WHAT TO PRODUCE:
Only lines with the string "IsNull" are wanted. Pull them out of the data.

DATA FOR THE TASK:
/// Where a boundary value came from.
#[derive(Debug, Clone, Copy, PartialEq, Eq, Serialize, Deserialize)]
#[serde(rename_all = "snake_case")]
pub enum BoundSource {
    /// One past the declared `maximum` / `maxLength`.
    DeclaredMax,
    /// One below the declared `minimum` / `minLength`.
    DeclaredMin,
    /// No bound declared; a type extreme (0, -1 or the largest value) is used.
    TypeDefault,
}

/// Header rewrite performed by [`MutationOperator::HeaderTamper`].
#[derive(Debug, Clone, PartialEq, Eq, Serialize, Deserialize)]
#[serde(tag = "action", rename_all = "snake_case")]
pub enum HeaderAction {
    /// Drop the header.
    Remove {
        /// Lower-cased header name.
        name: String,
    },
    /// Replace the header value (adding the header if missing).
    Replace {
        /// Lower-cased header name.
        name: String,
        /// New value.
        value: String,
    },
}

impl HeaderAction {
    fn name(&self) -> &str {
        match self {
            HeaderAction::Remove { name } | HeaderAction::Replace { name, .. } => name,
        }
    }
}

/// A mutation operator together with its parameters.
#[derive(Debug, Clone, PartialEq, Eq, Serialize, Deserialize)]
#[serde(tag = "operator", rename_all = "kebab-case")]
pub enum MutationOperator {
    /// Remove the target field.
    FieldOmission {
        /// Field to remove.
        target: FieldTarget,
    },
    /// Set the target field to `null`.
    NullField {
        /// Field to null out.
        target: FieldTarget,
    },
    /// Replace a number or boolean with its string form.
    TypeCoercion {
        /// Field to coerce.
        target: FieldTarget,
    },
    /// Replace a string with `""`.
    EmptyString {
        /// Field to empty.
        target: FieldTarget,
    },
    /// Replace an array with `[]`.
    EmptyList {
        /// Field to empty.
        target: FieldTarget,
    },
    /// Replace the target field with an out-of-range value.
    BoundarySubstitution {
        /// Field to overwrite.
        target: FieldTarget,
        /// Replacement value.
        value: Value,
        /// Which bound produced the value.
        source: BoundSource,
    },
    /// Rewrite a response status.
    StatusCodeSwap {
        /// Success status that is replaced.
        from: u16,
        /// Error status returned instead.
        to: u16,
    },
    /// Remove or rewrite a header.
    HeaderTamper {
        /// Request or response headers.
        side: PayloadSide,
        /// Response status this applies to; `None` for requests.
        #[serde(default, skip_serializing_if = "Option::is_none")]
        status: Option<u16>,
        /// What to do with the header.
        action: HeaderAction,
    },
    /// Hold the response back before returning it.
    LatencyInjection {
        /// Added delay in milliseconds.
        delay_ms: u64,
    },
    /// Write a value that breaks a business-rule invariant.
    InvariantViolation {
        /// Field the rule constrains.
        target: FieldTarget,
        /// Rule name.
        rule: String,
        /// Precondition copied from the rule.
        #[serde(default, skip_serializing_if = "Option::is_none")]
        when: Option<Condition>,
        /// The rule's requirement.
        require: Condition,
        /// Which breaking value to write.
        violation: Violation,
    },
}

--

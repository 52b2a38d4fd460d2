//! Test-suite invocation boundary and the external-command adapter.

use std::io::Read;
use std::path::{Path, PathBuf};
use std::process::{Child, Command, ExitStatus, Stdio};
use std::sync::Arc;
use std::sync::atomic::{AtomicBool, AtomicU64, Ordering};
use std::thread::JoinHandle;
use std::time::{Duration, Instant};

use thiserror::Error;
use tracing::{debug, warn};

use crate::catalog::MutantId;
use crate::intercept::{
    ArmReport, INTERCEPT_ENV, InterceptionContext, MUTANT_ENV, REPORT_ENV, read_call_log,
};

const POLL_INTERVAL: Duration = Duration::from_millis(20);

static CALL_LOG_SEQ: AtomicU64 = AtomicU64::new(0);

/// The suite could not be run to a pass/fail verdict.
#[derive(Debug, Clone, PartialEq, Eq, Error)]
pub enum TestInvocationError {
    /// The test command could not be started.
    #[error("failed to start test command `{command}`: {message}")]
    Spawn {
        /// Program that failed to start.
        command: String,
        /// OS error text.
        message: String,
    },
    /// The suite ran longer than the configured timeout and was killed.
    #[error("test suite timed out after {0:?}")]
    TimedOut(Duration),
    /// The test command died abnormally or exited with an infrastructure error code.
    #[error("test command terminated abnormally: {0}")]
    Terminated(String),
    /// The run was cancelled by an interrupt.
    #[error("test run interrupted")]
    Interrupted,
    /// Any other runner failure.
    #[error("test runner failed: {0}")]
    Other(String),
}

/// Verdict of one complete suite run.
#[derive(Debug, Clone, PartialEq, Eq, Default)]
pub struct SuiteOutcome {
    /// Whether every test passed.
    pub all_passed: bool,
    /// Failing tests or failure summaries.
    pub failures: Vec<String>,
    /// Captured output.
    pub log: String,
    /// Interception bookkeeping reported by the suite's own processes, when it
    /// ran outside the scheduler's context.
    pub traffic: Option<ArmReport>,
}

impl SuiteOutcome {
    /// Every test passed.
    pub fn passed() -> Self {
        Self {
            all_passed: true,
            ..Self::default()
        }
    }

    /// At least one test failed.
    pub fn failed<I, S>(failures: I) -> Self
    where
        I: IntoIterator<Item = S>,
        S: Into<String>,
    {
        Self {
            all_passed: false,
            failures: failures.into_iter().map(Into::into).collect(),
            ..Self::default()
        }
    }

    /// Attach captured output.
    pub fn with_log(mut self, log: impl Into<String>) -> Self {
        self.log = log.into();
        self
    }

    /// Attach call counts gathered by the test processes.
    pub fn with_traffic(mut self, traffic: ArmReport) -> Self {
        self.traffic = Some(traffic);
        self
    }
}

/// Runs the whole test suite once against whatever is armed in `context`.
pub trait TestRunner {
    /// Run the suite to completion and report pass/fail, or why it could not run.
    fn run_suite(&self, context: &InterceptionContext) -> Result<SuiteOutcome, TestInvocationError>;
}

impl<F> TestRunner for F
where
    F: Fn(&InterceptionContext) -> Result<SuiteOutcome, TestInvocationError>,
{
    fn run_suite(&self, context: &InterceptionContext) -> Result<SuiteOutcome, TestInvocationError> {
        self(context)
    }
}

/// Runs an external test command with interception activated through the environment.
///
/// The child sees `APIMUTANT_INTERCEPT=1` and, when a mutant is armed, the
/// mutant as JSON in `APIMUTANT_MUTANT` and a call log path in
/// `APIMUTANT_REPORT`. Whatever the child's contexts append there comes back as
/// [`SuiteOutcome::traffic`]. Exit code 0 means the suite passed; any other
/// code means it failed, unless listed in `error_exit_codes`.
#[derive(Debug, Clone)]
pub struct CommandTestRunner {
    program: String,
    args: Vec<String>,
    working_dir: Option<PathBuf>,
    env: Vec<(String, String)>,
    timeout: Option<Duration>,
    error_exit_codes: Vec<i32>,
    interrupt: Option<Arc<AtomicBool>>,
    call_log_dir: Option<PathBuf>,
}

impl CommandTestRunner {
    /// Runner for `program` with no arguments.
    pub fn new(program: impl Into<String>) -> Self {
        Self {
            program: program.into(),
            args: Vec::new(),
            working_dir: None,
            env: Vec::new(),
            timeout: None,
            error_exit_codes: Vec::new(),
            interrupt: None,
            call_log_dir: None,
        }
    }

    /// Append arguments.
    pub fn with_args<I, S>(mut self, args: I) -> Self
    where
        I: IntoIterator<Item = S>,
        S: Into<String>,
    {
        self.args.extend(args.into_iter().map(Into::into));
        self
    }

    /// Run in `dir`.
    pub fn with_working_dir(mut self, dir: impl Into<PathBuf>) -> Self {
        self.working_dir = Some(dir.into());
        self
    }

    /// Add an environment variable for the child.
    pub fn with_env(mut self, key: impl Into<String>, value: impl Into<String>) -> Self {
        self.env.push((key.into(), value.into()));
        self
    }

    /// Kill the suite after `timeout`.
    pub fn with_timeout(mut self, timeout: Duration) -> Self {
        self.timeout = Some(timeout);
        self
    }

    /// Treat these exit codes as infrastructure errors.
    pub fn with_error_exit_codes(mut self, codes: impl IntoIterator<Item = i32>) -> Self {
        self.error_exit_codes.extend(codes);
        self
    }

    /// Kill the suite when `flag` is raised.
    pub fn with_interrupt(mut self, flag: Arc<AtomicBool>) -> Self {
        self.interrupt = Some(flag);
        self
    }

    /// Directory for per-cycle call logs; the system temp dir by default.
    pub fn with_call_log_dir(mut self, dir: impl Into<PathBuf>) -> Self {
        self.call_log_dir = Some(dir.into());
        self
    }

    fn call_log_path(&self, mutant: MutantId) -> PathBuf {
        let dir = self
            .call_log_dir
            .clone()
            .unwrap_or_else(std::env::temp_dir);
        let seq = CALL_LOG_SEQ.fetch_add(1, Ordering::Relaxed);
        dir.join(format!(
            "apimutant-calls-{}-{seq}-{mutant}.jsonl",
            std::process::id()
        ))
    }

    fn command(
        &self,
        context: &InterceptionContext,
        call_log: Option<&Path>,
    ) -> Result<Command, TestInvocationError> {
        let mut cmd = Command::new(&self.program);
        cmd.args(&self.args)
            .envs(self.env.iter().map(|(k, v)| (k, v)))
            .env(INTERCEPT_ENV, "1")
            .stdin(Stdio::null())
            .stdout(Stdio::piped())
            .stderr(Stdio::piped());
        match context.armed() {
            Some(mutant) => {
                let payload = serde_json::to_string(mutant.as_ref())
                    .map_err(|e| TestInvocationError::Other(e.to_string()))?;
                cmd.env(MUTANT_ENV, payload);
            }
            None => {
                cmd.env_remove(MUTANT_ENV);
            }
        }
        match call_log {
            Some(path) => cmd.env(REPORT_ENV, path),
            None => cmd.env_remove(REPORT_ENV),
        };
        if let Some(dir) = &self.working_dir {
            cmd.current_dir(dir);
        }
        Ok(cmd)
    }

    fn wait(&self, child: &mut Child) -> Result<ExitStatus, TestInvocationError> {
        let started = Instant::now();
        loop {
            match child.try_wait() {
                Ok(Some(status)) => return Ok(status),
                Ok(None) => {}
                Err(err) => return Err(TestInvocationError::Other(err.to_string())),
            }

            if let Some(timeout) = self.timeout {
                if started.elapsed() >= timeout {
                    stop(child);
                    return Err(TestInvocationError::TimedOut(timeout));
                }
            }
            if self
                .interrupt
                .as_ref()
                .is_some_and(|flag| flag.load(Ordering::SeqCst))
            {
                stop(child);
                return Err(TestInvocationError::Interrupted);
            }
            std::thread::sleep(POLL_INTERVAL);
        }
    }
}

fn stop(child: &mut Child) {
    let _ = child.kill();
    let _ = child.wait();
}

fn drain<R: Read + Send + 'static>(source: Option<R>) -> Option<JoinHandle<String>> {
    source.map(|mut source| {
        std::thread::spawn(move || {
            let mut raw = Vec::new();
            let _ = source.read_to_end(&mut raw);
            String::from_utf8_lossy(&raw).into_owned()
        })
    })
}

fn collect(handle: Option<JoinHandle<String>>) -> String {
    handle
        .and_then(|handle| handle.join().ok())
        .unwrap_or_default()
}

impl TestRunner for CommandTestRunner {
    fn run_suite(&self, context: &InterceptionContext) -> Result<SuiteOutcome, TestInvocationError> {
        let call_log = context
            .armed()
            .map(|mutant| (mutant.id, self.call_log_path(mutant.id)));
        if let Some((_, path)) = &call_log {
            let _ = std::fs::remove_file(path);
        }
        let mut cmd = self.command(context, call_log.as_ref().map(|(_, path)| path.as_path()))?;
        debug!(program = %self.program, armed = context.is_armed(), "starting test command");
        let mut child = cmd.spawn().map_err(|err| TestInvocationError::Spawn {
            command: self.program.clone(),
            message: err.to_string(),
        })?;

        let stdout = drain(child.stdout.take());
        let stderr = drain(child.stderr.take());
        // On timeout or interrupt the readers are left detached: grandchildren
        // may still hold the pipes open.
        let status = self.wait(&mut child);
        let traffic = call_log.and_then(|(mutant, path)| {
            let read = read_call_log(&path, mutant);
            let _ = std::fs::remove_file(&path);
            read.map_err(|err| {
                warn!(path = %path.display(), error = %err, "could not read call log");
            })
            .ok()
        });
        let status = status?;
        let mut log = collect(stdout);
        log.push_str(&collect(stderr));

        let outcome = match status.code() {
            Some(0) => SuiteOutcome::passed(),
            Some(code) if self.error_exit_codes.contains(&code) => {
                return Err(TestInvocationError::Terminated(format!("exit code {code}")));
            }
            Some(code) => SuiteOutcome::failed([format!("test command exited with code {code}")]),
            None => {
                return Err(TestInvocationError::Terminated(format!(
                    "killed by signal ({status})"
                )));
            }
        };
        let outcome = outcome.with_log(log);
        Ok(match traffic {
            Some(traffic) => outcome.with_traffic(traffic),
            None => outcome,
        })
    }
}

==

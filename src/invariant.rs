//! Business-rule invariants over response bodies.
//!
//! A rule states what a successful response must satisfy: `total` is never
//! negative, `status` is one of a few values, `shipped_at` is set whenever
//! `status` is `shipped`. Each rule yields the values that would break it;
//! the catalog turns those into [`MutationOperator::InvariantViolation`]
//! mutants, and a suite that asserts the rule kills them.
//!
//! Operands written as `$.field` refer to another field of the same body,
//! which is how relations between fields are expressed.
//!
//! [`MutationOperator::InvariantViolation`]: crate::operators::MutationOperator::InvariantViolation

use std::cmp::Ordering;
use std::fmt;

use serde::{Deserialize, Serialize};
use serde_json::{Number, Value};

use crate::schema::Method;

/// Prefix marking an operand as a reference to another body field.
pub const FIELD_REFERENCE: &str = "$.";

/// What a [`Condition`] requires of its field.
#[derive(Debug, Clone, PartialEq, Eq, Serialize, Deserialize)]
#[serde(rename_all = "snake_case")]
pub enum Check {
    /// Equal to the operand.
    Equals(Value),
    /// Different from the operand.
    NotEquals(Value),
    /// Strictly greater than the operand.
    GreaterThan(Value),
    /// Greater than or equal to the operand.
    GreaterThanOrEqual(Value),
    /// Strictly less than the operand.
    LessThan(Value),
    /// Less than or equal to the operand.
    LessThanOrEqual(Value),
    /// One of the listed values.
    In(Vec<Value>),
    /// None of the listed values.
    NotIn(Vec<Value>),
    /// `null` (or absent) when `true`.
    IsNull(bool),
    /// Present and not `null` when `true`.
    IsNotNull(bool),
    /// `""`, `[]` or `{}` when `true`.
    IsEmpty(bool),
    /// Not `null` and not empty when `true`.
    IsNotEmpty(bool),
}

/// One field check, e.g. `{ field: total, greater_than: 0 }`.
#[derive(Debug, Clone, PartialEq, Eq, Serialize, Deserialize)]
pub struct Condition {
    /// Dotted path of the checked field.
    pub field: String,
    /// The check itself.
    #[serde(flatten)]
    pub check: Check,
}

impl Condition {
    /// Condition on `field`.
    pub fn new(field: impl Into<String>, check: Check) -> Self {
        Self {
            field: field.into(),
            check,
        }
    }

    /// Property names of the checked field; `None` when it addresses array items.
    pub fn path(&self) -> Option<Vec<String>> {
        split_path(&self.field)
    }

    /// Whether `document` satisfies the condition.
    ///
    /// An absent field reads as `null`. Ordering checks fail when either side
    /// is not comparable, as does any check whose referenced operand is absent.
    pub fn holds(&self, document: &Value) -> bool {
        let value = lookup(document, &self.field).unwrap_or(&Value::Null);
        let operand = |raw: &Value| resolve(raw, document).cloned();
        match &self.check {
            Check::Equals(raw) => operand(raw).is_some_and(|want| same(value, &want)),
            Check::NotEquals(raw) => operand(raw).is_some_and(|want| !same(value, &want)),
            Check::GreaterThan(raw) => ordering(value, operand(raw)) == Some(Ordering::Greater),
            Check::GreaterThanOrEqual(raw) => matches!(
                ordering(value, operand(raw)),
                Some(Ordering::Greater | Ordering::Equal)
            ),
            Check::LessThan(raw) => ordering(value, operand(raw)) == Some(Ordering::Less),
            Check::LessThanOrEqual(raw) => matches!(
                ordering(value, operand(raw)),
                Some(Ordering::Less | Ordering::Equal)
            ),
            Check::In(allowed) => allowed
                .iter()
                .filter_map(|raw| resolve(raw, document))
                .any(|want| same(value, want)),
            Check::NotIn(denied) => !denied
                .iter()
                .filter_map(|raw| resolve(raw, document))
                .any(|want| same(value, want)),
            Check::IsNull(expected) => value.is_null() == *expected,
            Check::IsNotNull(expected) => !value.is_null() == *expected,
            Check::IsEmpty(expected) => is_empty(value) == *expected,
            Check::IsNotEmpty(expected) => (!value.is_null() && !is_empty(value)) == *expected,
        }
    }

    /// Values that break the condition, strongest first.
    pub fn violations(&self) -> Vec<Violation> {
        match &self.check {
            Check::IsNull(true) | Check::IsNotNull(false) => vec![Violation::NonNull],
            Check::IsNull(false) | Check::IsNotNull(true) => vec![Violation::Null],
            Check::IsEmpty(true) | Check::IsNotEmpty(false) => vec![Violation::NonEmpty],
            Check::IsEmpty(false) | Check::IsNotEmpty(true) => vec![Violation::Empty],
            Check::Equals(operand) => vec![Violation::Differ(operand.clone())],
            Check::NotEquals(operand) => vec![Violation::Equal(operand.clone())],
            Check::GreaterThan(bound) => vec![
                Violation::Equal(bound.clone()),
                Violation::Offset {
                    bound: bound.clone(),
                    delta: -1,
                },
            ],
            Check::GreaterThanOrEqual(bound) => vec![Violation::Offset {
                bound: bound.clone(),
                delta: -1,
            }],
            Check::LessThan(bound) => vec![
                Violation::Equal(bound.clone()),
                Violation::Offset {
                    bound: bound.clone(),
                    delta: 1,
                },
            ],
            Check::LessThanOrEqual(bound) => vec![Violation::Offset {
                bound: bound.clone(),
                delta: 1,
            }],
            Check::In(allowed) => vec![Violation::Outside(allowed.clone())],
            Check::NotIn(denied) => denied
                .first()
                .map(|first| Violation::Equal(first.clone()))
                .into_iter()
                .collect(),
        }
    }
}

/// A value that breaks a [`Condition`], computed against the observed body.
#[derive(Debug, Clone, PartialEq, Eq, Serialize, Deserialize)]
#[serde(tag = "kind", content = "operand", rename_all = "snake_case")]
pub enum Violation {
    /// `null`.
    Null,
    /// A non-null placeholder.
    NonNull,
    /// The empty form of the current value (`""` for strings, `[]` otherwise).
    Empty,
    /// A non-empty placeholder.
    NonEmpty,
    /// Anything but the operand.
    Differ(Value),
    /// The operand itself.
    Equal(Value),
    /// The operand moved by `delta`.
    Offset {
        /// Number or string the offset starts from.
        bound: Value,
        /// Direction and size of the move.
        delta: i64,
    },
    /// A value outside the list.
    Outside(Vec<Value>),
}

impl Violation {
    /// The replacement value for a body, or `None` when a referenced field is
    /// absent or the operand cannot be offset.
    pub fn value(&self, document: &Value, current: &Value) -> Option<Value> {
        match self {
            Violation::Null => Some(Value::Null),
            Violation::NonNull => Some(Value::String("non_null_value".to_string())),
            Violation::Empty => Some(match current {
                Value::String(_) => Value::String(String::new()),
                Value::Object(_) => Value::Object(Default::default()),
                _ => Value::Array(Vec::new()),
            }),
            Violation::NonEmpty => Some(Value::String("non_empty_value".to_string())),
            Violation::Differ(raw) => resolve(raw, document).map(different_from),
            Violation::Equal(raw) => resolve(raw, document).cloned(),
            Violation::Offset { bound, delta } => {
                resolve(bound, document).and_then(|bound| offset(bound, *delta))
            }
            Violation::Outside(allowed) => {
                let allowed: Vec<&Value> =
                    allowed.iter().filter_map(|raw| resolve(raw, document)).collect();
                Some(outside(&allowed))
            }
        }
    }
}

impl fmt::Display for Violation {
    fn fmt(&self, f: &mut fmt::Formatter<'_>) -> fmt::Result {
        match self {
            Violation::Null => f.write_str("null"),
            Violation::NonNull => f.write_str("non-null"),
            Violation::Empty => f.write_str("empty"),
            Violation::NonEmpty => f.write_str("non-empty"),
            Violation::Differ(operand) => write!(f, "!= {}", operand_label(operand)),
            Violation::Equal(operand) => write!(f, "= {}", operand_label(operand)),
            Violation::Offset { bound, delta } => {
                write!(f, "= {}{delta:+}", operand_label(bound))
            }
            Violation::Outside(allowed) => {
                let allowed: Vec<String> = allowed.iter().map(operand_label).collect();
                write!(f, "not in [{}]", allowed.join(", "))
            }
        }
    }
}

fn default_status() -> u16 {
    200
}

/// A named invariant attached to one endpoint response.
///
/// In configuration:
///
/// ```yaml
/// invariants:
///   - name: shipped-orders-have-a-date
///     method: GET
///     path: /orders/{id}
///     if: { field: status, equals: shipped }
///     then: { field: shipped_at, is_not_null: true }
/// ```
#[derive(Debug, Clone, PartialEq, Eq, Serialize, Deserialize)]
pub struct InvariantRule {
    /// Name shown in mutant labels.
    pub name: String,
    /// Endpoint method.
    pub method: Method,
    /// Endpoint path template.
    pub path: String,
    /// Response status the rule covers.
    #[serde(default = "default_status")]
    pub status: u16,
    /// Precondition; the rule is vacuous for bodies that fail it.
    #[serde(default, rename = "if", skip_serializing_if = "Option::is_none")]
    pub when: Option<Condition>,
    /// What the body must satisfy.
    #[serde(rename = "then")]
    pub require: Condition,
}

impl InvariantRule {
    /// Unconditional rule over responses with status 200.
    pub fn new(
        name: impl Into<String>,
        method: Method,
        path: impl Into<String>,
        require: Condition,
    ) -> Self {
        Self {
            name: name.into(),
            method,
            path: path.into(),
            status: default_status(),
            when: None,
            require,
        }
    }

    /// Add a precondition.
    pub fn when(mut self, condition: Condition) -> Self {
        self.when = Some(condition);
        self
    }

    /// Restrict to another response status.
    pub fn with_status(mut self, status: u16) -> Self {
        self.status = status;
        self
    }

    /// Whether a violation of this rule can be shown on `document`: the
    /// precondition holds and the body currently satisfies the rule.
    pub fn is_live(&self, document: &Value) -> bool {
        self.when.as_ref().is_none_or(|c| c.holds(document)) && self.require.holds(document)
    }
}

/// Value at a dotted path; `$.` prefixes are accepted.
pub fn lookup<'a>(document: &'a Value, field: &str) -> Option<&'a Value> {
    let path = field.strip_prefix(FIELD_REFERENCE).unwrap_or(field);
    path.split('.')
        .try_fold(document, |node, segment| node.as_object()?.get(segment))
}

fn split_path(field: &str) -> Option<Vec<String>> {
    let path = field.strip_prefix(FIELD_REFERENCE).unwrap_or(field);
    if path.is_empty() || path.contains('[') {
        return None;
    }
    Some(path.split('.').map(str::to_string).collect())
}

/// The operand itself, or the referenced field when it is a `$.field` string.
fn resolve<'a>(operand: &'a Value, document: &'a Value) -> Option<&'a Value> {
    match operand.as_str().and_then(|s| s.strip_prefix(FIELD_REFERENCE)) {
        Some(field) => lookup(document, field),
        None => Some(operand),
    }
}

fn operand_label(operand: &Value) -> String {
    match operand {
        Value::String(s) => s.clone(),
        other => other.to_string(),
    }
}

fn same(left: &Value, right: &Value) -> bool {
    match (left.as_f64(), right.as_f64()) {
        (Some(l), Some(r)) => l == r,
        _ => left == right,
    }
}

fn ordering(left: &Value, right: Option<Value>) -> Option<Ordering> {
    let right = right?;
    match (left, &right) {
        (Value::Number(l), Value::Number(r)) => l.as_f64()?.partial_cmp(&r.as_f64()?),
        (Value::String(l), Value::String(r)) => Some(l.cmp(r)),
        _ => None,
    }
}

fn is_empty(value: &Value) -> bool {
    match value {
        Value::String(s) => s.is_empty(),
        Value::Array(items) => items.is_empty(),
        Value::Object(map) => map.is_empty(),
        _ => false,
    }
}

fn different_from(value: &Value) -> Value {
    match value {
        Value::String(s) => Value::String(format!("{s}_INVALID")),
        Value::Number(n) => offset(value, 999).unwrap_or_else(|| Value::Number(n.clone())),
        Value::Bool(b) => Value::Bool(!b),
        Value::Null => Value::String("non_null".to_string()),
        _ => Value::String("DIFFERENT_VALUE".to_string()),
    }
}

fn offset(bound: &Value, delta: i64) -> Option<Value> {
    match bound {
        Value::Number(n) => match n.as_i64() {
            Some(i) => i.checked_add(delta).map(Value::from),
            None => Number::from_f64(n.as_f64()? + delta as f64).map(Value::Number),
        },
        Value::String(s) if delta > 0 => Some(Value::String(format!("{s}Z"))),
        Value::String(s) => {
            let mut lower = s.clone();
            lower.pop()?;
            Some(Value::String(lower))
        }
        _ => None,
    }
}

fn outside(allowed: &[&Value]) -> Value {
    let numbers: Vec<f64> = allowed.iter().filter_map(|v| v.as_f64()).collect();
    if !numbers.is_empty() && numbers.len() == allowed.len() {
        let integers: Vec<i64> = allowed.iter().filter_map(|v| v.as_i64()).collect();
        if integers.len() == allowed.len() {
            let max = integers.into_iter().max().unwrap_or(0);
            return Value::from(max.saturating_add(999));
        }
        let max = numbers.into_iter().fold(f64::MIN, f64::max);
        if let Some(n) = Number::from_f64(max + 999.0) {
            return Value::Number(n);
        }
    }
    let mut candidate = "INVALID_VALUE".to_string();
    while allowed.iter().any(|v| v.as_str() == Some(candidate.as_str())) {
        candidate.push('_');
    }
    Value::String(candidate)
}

REPLY TO THE EXERCISE:
    IsNull(bool),
            Check::IsNull(expected) => value.is_null() == *expected,
            Check::IsNull(true) | Check::IsNotNull(false) => vec![Violation::NonNull],
            Check::IsNull(false) | Check::IsNotNull(true) => vec![Violation::Null],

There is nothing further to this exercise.